Instructions to follow: Read through the listing below and return only the lines containing "inventory".

Exercise data:
+-------+
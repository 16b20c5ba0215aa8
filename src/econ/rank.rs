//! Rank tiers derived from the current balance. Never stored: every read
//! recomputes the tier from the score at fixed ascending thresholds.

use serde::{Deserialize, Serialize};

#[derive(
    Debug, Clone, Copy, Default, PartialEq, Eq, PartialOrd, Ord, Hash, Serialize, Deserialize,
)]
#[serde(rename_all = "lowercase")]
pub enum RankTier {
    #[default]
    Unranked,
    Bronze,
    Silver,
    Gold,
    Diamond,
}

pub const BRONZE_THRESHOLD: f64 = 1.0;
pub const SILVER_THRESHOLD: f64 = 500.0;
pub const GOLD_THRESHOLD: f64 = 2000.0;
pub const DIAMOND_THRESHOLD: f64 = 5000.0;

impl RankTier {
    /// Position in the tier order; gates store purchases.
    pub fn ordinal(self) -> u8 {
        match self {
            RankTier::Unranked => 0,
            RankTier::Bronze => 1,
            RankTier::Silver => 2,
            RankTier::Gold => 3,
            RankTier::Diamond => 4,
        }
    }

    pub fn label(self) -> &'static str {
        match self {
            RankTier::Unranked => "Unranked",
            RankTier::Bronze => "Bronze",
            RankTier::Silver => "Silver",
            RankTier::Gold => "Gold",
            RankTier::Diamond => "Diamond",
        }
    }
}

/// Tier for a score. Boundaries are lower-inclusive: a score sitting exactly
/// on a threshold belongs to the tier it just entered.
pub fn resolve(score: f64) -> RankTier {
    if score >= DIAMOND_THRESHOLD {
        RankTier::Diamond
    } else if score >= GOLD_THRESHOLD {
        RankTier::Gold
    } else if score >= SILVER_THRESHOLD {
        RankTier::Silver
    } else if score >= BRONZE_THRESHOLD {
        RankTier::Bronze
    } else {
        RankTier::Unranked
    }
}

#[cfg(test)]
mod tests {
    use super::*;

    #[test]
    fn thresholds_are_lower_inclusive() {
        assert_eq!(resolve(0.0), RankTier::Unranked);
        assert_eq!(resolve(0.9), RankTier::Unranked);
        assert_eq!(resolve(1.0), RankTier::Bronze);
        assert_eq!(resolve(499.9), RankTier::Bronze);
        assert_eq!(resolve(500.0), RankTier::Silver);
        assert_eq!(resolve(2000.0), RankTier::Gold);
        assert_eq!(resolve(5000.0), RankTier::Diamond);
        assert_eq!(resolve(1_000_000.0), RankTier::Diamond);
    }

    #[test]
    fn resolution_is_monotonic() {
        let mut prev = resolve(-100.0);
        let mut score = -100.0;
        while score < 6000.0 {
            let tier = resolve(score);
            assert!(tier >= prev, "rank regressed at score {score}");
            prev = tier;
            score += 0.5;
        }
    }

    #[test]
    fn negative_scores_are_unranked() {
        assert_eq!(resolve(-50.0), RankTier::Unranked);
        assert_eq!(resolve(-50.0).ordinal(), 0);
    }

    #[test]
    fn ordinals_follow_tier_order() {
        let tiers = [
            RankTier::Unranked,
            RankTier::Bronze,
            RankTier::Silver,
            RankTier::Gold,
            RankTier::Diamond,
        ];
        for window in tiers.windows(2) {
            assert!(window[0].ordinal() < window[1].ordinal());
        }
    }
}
+-------+
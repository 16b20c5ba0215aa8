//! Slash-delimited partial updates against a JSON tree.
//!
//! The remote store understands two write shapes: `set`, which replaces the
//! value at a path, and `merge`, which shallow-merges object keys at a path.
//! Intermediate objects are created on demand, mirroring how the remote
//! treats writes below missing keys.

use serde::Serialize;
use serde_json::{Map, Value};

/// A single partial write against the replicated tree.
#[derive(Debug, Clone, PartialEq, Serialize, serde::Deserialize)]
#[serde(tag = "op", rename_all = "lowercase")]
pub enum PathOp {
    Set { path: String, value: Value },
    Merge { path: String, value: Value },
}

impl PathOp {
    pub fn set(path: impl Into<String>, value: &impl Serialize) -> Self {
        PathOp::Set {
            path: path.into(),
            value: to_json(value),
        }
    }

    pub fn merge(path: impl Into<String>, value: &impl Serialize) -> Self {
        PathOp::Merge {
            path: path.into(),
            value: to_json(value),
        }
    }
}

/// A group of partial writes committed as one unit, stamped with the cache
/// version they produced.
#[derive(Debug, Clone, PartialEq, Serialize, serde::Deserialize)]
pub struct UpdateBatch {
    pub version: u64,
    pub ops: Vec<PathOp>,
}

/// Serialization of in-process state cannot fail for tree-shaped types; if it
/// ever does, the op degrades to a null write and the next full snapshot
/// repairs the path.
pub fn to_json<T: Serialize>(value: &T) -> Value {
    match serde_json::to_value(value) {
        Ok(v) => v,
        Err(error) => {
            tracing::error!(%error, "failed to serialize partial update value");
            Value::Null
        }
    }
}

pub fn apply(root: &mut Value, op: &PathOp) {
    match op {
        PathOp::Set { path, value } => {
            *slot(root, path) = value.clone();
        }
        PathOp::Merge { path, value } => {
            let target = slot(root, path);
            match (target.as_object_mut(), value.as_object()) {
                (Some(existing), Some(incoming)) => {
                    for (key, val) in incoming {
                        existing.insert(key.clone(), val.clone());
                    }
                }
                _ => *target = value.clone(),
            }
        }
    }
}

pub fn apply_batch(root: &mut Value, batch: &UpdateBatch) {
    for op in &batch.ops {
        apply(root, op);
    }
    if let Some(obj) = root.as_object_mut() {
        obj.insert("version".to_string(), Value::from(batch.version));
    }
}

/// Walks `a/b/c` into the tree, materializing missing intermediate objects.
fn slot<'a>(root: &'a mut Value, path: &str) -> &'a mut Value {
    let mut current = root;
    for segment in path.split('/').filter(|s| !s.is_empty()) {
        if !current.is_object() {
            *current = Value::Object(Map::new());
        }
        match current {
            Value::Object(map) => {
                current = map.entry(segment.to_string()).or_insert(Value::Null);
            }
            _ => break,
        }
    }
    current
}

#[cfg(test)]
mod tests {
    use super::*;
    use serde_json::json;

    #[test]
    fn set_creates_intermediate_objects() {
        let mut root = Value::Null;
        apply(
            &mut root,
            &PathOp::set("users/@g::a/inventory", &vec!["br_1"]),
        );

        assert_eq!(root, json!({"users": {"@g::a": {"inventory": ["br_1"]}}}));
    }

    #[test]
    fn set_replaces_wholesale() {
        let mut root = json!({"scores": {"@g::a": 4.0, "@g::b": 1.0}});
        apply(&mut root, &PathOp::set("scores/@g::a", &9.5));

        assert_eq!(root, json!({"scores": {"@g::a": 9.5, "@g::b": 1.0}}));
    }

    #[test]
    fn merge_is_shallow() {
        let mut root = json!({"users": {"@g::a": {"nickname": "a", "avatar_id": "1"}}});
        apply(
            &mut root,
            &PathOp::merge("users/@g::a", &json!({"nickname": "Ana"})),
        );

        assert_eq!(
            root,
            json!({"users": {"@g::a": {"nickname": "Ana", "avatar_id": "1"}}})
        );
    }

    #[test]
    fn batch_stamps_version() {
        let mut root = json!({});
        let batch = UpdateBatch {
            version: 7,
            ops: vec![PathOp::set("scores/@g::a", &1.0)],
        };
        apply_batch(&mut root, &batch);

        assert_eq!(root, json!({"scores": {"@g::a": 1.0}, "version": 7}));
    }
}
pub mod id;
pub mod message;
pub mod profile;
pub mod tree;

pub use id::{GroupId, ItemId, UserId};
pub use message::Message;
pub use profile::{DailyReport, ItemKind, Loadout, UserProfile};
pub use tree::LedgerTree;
+-------+
Written solution:
            &PathOp::set("users/@g::a/inventory", &vec!["br_1"]),
        assert_eq!(root, json!({"users": {"@g::a": {"inventory": ["br_1"]}}}));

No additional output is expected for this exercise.